__THE TASK__:
Write how many lines in the records below include the string "never". No other text should be given.

Stored records:
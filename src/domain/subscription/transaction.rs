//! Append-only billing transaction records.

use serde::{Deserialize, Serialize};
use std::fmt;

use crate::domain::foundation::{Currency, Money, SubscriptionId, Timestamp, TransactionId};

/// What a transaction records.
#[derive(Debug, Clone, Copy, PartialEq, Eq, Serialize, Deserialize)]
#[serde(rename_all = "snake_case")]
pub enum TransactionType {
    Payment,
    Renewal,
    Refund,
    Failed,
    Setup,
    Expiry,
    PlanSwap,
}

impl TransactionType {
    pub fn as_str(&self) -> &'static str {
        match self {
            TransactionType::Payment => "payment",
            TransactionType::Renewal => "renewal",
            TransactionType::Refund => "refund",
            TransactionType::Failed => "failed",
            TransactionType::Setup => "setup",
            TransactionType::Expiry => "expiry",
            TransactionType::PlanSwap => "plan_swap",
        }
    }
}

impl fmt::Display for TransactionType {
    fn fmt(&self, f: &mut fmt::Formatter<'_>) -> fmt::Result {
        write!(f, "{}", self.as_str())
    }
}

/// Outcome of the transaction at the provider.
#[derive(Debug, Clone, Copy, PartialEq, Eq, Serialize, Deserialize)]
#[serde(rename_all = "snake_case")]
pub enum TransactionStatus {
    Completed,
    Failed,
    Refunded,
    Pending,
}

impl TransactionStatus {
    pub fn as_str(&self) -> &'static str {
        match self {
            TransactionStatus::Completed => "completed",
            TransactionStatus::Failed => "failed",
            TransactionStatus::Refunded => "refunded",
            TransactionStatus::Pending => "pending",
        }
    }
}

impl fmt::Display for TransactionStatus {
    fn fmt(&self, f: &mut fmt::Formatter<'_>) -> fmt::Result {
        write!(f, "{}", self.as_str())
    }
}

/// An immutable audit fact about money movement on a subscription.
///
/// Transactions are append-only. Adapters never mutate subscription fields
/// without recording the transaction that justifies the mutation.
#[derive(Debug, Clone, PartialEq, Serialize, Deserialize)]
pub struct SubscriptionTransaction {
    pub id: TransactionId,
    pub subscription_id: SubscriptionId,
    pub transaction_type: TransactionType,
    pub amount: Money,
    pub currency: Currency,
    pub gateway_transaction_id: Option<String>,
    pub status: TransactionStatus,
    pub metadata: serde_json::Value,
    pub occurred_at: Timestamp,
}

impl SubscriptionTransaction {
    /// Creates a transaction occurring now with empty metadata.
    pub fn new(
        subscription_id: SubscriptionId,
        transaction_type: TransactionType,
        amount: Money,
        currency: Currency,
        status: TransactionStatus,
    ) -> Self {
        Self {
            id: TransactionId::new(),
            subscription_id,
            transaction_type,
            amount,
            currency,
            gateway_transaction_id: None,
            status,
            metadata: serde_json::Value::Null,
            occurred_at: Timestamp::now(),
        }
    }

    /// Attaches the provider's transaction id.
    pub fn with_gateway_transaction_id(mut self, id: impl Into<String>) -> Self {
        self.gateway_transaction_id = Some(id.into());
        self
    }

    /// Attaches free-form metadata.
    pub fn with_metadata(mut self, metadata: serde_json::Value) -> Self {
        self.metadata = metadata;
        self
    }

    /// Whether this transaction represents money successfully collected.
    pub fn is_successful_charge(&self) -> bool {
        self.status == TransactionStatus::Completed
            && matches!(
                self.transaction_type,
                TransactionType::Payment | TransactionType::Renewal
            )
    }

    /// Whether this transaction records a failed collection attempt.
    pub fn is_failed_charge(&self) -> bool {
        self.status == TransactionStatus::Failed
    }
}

* * *

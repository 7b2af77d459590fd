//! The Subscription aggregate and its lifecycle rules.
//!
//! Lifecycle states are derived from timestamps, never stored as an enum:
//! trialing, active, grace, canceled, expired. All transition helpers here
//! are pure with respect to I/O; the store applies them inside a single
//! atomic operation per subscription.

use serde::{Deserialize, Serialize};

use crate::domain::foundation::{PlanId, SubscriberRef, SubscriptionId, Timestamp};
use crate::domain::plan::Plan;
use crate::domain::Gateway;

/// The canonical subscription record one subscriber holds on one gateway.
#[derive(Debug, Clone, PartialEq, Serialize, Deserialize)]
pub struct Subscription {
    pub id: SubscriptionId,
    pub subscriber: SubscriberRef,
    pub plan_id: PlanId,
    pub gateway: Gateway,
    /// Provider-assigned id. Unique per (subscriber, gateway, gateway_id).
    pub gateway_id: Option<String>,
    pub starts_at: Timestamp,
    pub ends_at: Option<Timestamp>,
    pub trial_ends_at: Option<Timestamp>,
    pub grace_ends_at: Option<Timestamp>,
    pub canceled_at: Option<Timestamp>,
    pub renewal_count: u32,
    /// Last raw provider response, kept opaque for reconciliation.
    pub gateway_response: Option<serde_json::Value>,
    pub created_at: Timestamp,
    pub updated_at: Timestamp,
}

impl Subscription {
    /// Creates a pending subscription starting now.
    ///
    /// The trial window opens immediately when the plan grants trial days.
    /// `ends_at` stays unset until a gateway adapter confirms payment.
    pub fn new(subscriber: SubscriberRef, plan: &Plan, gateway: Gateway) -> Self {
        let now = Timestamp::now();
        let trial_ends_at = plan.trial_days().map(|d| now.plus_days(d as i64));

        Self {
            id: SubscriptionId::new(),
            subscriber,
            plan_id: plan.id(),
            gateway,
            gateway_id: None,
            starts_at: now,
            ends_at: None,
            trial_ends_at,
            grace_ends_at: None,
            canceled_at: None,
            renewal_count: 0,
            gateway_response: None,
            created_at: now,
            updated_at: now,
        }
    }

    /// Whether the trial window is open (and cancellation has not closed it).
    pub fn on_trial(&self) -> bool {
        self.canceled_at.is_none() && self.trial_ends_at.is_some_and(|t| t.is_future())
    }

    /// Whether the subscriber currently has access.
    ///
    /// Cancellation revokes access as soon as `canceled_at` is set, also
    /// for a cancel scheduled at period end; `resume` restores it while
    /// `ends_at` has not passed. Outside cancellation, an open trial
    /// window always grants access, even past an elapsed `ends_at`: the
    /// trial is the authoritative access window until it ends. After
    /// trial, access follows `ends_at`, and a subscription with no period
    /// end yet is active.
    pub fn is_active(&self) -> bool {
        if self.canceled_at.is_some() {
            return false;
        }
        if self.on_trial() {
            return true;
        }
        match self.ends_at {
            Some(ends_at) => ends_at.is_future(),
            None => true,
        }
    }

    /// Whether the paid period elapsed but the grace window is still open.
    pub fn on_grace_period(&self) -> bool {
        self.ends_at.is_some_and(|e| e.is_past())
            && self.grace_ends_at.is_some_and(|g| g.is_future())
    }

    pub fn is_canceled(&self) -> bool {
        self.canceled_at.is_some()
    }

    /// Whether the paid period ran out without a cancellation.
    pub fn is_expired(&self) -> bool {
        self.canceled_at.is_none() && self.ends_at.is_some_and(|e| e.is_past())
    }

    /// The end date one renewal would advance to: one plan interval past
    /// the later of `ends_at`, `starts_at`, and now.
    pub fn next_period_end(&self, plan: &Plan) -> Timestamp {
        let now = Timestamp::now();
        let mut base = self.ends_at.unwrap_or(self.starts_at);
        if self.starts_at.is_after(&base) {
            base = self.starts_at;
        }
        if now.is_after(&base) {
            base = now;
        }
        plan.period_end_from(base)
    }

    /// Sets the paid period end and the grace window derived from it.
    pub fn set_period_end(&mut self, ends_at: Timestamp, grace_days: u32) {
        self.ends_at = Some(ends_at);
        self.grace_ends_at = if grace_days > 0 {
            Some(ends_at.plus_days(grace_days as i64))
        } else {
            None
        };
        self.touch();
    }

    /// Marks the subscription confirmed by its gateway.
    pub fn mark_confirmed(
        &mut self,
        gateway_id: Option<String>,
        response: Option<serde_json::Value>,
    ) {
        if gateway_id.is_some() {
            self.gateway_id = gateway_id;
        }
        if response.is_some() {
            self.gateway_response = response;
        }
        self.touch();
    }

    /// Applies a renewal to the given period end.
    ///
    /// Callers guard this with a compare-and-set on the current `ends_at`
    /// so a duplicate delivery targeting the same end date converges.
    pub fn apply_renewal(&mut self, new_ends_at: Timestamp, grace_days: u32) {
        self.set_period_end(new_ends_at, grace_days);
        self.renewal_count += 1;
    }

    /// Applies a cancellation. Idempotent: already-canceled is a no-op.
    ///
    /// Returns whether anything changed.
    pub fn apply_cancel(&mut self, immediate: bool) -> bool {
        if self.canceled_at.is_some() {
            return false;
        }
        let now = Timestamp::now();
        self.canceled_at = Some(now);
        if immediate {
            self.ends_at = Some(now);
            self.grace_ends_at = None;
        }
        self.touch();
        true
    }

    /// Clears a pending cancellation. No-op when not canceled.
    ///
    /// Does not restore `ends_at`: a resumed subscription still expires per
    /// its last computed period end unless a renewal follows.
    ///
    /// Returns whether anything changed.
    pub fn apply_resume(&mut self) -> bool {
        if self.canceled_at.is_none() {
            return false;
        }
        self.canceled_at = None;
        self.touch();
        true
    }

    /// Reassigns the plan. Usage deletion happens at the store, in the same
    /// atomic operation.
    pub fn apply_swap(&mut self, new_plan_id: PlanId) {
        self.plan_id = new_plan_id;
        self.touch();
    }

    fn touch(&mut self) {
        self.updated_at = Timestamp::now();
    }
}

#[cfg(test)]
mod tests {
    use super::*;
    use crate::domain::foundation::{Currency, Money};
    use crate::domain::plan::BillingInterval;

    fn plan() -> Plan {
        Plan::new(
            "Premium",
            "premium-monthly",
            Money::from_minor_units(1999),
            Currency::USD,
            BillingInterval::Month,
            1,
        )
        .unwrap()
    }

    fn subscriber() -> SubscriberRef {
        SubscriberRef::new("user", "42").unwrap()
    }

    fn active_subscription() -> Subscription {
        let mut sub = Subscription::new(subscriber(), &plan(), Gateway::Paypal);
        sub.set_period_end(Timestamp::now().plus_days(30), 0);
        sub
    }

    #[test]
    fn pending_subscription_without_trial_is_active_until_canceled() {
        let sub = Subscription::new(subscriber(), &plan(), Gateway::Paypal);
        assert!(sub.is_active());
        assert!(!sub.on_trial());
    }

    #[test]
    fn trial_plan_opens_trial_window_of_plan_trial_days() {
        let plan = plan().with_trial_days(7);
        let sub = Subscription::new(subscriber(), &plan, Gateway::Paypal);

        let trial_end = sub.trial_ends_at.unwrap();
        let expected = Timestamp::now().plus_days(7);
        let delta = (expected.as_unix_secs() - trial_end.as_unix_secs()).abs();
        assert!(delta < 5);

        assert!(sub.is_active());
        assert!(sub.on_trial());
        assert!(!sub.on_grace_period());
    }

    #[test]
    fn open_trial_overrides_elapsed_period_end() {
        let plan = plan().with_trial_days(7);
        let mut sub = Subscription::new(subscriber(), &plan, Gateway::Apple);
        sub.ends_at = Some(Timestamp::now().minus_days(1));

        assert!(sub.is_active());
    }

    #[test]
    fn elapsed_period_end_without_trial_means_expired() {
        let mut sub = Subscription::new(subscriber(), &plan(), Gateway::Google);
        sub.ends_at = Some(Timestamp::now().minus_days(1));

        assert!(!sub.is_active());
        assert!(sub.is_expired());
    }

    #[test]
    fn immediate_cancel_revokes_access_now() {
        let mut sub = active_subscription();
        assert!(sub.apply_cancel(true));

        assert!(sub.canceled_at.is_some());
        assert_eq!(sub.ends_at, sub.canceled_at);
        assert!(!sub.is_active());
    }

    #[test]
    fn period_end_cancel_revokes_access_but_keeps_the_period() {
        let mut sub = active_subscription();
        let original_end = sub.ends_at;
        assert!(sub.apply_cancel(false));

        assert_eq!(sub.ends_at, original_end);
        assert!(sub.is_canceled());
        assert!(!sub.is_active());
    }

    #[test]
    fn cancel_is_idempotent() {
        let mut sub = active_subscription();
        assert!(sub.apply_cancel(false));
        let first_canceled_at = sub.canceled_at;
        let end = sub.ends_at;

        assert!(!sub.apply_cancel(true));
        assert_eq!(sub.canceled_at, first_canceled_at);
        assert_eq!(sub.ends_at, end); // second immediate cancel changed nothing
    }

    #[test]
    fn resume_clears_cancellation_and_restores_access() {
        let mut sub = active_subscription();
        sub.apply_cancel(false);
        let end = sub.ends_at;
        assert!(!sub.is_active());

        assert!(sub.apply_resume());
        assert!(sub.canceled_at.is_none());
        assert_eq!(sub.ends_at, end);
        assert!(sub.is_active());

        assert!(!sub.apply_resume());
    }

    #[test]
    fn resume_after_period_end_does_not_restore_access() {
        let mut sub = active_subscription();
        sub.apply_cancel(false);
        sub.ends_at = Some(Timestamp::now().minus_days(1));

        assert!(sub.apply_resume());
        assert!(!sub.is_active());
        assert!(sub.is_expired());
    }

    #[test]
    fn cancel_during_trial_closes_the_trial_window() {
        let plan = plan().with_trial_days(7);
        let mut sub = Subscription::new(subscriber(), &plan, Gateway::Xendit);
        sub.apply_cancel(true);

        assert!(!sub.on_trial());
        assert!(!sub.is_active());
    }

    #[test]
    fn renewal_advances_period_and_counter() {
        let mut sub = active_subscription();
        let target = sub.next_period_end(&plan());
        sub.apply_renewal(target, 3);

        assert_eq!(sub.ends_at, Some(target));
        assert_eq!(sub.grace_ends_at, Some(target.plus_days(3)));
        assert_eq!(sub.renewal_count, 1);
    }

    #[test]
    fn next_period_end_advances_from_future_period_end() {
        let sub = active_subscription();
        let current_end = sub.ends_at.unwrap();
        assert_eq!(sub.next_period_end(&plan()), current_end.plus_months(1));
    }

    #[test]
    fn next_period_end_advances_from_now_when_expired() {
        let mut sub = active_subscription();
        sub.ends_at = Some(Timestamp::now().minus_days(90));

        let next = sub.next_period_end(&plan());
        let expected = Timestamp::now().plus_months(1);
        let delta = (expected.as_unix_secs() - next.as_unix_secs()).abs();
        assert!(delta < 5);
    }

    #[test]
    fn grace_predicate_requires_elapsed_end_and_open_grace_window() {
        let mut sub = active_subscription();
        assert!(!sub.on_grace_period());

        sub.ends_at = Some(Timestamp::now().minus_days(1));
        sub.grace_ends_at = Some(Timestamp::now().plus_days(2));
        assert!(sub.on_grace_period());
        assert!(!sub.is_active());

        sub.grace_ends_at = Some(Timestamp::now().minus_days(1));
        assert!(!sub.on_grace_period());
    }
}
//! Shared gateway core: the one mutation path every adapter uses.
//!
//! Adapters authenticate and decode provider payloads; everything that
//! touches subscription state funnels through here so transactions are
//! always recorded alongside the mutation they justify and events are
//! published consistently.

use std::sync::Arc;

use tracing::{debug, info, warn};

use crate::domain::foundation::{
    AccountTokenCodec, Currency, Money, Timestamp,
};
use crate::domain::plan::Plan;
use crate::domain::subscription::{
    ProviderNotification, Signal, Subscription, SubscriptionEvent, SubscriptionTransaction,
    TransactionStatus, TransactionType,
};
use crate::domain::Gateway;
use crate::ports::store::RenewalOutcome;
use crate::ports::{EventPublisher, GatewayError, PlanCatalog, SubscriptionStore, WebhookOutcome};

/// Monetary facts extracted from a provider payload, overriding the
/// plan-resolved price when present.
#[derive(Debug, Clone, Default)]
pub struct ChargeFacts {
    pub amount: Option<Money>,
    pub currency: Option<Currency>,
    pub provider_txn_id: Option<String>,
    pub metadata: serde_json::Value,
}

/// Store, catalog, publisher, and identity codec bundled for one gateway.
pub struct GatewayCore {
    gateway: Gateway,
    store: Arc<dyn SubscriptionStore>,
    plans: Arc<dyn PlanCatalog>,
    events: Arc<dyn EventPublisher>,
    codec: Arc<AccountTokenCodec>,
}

__REPLY TO THE TASK__:
2